* Exercise requirements
What lines in the records below mention "else"? List them all.

* Data shown
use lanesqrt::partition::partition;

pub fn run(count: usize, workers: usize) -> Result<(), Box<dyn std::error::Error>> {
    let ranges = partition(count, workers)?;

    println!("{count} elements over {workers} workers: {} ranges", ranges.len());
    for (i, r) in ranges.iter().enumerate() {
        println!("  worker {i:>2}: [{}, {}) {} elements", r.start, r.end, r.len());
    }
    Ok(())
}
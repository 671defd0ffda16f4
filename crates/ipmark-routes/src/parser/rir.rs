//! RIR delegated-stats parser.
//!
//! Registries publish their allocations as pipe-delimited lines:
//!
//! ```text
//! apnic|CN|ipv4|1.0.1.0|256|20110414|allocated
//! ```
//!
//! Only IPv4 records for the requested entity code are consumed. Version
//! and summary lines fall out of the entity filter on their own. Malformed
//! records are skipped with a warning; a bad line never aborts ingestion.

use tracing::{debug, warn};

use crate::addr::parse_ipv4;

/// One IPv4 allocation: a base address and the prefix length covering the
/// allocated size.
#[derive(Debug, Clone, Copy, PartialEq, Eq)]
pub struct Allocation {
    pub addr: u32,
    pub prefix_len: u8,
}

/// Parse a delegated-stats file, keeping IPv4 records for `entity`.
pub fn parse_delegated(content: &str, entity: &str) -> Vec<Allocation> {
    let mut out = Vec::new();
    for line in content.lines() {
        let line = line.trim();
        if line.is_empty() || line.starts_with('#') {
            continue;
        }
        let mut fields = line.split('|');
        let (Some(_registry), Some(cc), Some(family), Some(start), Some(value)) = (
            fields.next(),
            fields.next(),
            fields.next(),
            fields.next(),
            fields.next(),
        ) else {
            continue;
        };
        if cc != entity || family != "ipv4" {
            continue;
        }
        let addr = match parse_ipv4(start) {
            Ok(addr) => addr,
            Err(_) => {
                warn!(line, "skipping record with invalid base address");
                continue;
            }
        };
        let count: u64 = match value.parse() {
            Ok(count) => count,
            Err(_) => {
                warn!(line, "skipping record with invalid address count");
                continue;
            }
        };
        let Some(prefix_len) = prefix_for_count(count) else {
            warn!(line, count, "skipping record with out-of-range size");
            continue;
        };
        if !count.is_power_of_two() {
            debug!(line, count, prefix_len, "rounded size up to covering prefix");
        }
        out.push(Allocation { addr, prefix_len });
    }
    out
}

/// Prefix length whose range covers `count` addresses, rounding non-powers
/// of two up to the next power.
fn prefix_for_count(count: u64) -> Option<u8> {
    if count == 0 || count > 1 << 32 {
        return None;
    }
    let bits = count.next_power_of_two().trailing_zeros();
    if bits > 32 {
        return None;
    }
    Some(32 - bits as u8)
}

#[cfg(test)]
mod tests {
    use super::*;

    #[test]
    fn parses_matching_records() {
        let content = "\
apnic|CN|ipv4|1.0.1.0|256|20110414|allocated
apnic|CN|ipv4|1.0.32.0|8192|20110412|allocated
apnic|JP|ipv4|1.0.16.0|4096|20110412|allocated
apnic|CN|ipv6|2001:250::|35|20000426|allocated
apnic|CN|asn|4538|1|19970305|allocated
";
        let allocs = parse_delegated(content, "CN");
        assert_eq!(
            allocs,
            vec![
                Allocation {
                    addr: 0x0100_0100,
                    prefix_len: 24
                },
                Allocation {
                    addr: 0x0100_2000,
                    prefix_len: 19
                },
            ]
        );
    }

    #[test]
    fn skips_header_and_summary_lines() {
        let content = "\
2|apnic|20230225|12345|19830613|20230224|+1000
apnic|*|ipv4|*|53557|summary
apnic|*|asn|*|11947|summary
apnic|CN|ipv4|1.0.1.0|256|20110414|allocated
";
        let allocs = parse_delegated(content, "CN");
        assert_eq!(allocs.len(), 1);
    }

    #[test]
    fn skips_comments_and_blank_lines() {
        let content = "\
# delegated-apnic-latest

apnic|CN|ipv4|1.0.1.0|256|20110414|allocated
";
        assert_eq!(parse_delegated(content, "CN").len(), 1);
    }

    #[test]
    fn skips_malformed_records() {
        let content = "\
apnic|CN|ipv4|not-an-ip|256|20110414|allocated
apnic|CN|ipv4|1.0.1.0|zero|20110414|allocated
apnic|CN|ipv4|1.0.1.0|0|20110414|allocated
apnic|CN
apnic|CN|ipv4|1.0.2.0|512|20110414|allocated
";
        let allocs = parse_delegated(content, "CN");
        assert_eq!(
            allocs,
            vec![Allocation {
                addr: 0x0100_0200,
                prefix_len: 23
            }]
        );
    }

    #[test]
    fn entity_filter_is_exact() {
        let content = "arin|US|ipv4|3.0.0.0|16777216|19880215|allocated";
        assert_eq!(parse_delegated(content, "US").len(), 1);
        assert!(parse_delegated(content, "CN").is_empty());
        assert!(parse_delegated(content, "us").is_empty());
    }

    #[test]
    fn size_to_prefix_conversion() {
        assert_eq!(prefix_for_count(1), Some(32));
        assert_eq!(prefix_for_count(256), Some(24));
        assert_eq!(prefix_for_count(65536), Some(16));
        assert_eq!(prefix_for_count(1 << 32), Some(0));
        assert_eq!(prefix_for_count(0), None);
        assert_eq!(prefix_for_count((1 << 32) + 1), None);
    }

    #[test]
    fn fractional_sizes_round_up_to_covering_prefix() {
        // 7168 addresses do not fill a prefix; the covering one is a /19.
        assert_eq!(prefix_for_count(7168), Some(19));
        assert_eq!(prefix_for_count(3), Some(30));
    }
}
...
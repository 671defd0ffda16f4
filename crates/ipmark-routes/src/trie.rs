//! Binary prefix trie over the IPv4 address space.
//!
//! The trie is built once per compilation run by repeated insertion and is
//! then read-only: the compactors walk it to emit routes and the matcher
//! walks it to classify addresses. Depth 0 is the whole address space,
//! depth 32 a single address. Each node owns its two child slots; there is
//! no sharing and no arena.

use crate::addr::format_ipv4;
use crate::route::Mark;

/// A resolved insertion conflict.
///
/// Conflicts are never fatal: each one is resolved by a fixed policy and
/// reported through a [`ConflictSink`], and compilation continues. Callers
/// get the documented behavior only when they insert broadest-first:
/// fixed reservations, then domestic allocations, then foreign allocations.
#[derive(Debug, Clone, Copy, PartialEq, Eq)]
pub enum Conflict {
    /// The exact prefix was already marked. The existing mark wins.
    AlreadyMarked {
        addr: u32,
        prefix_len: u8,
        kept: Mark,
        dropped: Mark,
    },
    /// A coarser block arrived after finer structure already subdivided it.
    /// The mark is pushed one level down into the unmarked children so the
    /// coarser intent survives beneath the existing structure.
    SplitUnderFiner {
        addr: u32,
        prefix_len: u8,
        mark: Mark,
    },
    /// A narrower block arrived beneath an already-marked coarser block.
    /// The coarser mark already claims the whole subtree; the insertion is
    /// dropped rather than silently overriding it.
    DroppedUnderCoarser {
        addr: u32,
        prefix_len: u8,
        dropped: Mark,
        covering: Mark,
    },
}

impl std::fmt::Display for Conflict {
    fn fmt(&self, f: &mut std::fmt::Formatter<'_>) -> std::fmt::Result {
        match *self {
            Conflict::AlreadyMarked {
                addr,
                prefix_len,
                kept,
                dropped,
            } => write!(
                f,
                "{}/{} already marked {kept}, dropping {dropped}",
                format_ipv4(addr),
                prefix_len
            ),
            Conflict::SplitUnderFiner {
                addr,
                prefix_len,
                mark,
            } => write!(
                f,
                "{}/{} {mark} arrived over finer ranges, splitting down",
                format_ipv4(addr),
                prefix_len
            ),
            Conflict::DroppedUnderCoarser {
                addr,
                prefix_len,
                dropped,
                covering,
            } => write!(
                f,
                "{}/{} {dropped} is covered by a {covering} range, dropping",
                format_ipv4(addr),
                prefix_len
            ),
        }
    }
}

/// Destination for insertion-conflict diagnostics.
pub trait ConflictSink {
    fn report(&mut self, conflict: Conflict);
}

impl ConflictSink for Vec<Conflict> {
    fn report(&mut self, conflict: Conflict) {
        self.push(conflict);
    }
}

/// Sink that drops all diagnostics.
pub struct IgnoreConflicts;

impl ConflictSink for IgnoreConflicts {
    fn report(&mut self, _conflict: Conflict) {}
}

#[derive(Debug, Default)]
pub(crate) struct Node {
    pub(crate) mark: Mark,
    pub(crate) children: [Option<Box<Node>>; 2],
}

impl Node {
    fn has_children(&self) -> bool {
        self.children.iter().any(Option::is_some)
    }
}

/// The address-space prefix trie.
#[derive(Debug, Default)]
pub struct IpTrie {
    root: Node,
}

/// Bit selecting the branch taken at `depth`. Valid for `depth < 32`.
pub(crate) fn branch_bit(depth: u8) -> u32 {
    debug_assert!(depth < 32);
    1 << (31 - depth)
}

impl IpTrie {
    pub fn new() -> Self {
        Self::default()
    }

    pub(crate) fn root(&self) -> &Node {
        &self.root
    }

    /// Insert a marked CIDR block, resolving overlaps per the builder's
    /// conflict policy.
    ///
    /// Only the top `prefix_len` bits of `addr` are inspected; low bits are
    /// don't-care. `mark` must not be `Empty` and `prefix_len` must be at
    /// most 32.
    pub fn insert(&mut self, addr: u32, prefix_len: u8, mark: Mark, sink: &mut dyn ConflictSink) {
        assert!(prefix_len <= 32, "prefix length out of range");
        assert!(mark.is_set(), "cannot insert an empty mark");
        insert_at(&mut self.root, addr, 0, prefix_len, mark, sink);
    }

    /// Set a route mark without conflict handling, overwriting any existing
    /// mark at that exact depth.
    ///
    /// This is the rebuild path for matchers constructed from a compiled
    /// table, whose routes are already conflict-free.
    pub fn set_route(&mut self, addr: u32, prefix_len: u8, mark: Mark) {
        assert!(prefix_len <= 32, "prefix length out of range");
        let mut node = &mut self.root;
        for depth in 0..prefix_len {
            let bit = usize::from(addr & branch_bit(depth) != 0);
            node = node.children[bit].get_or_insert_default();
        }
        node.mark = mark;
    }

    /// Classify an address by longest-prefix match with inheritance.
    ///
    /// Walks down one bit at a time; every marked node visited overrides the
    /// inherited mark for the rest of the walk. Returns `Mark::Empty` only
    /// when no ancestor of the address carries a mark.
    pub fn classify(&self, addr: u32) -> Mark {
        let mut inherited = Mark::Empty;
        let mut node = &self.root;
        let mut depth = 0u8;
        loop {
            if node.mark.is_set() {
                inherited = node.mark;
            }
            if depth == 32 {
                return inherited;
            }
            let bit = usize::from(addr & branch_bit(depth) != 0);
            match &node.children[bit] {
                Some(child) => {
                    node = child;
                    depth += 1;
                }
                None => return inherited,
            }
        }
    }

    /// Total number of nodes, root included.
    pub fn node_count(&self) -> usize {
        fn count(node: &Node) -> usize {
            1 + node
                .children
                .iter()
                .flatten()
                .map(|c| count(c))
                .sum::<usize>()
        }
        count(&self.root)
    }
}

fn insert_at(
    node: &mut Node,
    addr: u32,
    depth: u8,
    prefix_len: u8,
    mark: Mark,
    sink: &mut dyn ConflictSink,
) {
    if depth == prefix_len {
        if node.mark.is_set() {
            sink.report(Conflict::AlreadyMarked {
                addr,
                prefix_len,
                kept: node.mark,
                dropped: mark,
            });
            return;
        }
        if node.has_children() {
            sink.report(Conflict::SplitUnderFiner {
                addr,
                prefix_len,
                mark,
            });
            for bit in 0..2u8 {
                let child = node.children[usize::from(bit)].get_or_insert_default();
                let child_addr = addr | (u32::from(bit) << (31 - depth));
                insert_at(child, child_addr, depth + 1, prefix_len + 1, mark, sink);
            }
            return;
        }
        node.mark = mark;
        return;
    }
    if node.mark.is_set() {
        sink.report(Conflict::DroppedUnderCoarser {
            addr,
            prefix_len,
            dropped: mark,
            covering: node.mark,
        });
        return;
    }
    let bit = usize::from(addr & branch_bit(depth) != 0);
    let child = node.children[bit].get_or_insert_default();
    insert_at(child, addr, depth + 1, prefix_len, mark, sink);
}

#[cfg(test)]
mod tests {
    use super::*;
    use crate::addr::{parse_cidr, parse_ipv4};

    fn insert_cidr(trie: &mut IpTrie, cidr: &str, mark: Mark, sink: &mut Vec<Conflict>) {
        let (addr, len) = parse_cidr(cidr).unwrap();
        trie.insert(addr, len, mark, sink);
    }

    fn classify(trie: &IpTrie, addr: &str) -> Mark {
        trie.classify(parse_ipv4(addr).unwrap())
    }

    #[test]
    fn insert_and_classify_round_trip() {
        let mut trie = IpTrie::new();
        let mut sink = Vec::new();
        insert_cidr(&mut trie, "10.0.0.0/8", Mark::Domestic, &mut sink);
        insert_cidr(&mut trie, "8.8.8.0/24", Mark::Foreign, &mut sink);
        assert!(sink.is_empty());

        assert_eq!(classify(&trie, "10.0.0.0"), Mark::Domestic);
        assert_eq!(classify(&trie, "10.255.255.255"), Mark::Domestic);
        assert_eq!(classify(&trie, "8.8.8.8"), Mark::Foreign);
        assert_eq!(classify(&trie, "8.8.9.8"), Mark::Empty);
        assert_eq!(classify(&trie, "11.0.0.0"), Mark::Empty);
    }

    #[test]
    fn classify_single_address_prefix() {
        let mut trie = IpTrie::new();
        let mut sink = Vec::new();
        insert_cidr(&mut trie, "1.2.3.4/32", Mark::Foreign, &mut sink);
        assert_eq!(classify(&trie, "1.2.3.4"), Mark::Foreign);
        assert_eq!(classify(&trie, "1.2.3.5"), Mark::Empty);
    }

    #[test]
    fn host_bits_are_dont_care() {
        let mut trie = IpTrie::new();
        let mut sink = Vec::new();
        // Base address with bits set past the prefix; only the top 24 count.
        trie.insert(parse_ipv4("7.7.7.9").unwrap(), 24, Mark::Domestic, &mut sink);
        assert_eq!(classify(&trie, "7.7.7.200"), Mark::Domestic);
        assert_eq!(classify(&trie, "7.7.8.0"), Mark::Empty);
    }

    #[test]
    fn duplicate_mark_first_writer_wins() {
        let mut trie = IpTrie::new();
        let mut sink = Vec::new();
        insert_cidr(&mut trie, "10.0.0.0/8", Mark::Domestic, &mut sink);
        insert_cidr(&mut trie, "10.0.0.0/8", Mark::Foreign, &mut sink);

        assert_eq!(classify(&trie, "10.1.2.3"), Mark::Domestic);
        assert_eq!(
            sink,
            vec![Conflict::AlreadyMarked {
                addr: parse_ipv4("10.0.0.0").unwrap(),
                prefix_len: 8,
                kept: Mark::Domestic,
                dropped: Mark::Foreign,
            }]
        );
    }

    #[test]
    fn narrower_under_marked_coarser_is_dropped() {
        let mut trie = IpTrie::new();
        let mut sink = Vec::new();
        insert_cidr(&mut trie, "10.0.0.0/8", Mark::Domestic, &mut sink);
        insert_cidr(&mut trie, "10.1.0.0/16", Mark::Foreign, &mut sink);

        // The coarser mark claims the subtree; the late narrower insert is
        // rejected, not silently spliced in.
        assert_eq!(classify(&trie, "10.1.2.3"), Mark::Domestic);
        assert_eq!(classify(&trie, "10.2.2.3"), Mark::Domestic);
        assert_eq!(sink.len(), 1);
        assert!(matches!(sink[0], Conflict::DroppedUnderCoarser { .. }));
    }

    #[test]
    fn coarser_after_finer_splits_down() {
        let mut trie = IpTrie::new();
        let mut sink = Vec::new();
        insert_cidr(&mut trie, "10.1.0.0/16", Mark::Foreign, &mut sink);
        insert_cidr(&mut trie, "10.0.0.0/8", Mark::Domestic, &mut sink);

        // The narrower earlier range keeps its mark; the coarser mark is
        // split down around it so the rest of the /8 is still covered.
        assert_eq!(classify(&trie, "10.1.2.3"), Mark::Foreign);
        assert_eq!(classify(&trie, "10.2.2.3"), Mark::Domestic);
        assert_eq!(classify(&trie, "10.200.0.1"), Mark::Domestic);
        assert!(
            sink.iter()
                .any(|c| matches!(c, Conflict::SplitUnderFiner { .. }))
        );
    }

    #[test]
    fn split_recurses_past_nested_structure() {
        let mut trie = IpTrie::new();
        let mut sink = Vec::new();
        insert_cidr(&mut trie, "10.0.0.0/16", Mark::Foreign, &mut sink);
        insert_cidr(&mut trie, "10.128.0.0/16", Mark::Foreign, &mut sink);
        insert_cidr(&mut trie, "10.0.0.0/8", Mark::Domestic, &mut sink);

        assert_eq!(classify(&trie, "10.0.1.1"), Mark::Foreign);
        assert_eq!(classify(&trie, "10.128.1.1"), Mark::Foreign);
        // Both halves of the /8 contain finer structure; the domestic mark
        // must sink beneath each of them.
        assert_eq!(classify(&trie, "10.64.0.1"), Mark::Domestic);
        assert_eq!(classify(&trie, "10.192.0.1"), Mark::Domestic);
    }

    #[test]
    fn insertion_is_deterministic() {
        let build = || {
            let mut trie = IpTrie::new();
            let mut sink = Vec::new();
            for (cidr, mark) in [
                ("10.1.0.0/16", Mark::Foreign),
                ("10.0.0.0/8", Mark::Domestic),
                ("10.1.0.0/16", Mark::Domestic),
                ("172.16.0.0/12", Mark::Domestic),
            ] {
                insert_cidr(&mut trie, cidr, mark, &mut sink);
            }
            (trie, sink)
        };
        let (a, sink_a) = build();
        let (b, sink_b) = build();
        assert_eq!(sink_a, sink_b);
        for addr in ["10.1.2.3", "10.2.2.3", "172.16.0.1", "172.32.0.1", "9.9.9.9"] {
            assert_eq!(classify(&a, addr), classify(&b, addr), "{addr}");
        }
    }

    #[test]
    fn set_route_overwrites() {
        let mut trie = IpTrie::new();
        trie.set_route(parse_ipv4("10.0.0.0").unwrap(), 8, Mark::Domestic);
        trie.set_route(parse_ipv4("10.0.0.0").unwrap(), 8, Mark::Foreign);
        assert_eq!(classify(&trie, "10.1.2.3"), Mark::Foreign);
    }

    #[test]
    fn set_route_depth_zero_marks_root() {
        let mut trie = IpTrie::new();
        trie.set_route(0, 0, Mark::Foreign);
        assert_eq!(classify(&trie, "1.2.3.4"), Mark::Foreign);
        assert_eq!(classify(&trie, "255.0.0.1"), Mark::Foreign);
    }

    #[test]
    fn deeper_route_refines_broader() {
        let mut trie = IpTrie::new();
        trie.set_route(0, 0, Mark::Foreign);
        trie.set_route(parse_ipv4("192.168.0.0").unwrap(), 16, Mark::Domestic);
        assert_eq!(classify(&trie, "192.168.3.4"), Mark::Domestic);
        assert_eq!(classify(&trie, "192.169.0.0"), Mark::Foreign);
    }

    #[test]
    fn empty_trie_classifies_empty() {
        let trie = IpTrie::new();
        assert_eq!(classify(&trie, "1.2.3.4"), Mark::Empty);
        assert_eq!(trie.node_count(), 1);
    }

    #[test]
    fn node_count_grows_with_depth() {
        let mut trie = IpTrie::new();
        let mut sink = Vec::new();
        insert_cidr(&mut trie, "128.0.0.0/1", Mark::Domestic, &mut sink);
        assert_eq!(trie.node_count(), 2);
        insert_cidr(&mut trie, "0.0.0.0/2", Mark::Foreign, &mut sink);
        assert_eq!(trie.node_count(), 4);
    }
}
---
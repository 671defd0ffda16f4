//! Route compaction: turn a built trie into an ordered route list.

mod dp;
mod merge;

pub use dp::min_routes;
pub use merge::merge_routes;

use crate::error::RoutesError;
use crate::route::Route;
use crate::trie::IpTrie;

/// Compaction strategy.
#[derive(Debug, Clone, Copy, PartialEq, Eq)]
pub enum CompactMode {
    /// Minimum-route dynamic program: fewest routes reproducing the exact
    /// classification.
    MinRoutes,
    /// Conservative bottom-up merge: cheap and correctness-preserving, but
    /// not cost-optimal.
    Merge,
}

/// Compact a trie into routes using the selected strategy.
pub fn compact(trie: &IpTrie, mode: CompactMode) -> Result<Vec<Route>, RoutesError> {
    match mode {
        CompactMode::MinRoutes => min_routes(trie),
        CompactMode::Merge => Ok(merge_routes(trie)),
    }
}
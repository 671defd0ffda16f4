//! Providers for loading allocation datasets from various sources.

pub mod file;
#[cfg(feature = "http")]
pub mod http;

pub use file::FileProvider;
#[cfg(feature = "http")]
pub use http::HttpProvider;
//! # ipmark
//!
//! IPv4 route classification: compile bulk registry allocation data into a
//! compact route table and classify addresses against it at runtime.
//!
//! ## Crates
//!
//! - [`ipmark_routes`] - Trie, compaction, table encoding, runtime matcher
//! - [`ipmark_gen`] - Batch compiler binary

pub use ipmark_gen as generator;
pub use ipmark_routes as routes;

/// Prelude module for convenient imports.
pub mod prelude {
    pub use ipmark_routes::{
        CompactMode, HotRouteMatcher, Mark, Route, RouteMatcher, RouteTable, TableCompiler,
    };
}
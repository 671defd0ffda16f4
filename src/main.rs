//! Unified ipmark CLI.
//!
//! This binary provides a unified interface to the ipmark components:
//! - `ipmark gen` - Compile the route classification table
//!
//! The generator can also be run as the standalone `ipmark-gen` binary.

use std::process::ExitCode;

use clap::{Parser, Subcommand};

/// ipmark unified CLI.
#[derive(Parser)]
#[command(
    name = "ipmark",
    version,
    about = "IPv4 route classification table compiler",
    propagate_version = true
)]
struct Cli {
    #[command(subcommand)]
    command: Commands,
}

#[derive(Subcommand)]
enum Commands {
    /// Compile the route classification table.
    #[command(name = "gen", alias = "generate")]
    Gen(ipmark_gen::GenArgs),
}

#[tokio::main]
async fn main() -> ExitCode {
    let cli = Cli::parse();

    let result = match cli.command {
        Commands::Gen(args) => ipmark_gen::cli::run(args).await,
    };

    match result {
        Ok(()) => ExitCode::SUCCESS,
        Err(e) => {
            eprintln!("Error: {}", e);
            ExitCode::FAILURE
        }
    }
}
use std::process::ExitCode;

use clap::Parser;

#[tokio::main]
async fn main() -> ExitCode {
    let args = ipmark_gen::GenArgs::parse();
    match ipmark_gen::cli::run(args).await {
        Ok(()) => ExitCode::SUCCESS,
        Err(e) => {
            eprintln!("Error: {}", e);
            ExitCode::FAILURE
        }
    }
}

* Task response
        ) else {
        let Some(prefix_len) = prefix_for_count(count) else {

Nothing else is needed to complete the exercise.